Stored items:
━━━━━━━━━━━━━━━━━━━━

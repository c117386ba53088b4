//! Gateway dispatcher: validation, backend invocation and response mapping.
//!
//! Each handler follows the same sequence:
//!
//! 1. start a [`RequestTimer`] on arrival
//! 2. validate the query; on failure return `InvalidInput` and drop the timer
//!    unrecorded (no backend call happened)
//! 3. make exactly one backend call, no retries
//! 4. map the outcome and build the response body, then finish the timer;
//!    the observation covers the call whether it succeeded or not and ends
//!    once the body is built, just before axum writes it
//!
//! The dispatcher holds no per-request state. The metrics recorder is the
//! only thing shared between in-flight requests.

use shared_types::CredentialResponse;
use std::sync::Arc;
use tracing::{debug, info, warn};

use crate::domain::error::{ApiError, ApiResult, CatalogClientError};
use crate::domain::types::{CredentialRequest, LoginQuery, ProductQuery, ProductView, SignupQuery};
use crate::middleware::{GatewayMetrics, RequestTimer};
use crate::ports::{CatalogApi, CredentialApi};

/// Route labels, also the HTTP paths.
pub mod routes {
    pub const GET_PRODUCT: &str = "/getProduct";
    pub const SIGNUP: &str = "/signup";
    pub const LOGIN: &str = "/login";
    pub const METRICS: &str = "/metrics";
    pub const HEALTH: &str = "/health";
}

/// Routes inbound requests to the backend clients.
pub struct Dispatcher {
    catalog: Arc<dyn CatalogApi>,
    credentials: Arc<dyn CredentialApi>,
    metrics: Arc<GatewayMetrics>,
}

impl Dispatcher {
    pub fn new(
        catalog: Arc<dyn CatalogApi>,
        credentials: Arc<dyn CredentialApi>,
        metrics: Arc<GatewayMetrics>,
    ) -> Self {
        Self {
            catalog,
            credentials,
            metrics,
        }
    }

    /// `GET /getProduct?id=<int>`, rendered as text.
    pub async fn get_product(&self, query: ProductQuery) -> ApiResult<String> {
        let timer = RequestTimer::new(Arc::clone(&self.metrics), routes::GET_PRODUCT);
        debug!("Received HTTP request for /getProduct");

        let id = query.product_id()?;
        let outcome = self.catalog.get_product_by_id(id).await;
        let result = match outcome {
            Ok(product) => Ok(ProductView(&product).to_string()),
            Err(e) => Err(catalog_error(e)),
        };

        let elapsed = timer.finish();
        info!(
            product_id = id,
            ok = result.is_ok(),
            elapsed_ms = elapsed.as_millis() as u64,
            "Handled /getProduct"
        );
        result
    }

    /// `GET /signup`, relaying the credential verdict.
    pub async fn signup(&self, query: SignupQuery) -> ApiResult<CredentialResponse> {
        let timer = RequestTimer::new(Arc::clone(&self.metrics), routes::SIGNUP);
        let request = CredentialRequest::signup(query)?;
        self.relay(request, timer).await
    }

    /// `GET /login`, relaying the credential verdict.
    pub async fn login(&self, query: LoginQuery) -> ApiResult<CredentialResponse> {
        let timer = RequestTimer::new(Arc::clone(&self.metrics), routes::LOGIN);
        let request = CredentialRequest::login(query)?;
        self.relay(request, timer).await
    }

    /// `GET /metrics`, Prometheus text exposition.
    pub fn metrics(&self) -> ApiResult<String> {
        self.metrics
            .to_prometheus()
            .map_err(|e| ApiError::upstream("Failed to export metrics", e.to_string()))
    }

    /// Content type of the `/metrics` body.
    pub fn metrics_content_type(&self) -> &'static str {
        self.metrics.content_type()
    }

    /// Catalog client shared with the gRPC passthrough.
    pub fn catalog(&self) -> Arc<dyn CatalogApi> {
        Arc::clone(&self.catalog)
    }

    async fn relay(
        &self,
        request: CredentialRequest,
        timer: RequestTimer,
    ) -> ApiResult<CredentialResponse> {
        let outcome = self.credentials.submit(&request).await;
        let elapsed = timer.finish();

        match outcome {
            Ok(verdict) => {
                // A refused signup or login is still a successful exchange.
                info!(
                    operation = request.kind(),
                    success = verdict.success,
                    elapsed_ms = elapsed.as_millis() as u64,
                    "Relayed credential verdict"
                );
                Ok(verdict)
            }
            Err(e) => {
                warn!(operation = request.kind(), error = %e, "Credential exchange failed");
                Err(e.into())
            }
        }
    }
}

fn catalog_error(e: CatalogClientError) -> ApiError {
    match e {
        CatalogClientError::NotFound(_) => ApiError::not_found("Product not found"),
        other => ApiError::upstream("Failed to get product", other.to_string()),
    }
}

━━━━━━━━━━━━━━━━━━━━

Problem details: The lines above that hold the word "CredentialApi" need counting; write the count and nothing more.

Your solution: 3